Wednesday, April 7, 2010

It's all been done before.



















Speaking of only writing when something makes me mad, I have been involved in something I can no longer countenance.

There seems to be a school of thought circulating in the arts today that all has been done already.

And that we should accept this as some justification for a protracted pessimism about the ontological possibilities of the art object, thus apparently by extension, its metaphysical, phenomenological, ecc. ecc. potentials.

I find this deeply disturbing.

Not because I take particular issue with the termination of ontological ecc. ecc. possibilities for the art object, but I find it very difficult to believe that we can't find some less fatalist method here.

For example, let's consider the art object as the sum total of its constituent parts. I would find it difficult to do otherwise, especially considering that even the smallest of atoms has is constituent parts.

Then, can we not find the new possibilities in the interrelations of these constituent parts? And, then to the whole as the sum total of these parts and interrelations?

That sounds like Minimalism, so we'll have to consider the nature of these constituent parts.

Certainly, they ought not be made of Minimalist parts, though it would be quite fun to obtain a series of Minimalist works and recombine the constituent parts without obligation to the original configurations.

So, perhaps they could be made of regular stuff or junk or shit. Nope. Nope. Nope. Among a million other examples, Rauschenberg, Arman, Manzoni.

Shit.

For real.

So, maybe they could be made of nothing? But, if we categorize them as art, don't we just end up where Yves Klein started?

They can't be made of everything, if only because of the paradox of the acquisition of everything in an ever-expanding vacuum of a universe. And Manzoni, but I guess he just claimed the Earth.

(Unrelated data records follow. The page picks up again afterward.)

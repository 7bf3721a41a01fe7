use std::env;
use std::path::PathBuf;

fn main() {
    let crate_dir = env::var("CARGO_MANIFEST_DIR").unwrap_or_else(|_| ".".to_string());
    let header = PathBuf::from(&crate_dir).join("include").join("idblock.h");

    println!("cargo:rerun-if-changed=src/lib.rs");
    println!("cargo:rerun-if-changed=src/types.rs");

    match cbindgen::Builder::new()
        .with_crate(&crate_dir)
        .with_language(cbindgen::Language::C)
        .with_include_guard("IDBLOCK_H")
        .with_cpp_compat(true)
        .generate()
    {
        Ok(bindings) => {
            bindings.write_to_file(header);
        }
        // Header generation must not block building the library itself.
        Err(e) => println!("cargo:warning=cbindgen failed: {e}"),
    }
}
//! Bearer-token extractors.

use axum::extract::FromRequestParts;
use axum::http::header::AUTHORIZATION;
use axum::http::request::Parts;

use crate::error::AppError;
use crate::state::{AppState, Session};

/// The signed-in mobile user.
#[derive(Debug, Clone)]
pub struct CurrentUser {
    pub user_id: String,
    pub token: String,
}

/// The signed-in admin.
#[derive(Debug, Clone)]
pub struct CurrentAdmin {
    pub token: String,
}

fn bearer(parts: &Parts) -> Option<String> {
    let value = parts.headers.get(AUTHORIZATION)?.to_str().ok()?;
    let token = value.strip_prefix("Bearer ")?.trim();
    (!token.is_empty()).then(|| token.to_string())
}

async fn session(parts: &Parts, state: &AppState) -> Result<(String, Session), AppError> {
    let token = bearer(parts).ok_or(AppError::Unauthorized)?;
    let session = state
        .db
        .read()
        .await
        .sessions
        .get(&token)
        .cloned()
        .ok_or(AppError::Unauthorized)?;
    Ok((token, session))
}

impl FromRequestParts<AppState> for CurrentUser {
    type Rejection = AppError;

    async fn from_request_parts(parts: &mut Parts, state: &AppState) -> Result<Self, Self::Rejection> {
        let (token, session) = session(parts, state).await?;
        if session.admin {
            return Err(AppError::Forbidden("NOT_A_USER_SESSION".to_string()));
        }
        Ok(CurrentUser {
            user_id: session.user_id,
            token,
        })
    }
}

impl FromRequestParts<AppState> for CurrentAdmin {
    type Rejection = AppError;

    async fn from_request_parts(parts: &mut Parts, state: &AppState) -> Result<Self, Self::Rejection> {
        let (token, session) = session(parts, state).await?;
        if !session.admin {
            return Err(AppError::Forbidden("ADMIN_PERMISSION_REQUIRED".to_string()));
        }
        Ok(CurrentAdmin { token })
    }
}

And, just for giggles, how do we get around Tom Friedman? Or Warhol? Or Duchamp for God's sake, as if we didn't just invoke one of his manifestations.

Hell.

It occurs that there is another rather persistent pessimism that be useful here. And that is the pejorative nature of Mannerist. Ben Street has already addressed this recently, but you'll have to search the site for it. I certainly don't mean to lay this pessimism on him as it is neither his fault nor, would I ultimately submit, his position. But there seems to be a rather cavalier dismissal of the value of a Mannerist period within the history of art.

First, I think it might be worthwhile to get back down to study, which is one of the things at which Mannerism excels. Obviously, it made for something of a mess at certain points throughout cinquecento Italy, but look what it did for Rubens early on. He's hardly a Mannerist by the end of his career, except in that he maintained throughout his life a certain ability to recombine things that had already been done into forward-looking and thinking innovation. It's one of the fundamental reasons we celebrate him as we do.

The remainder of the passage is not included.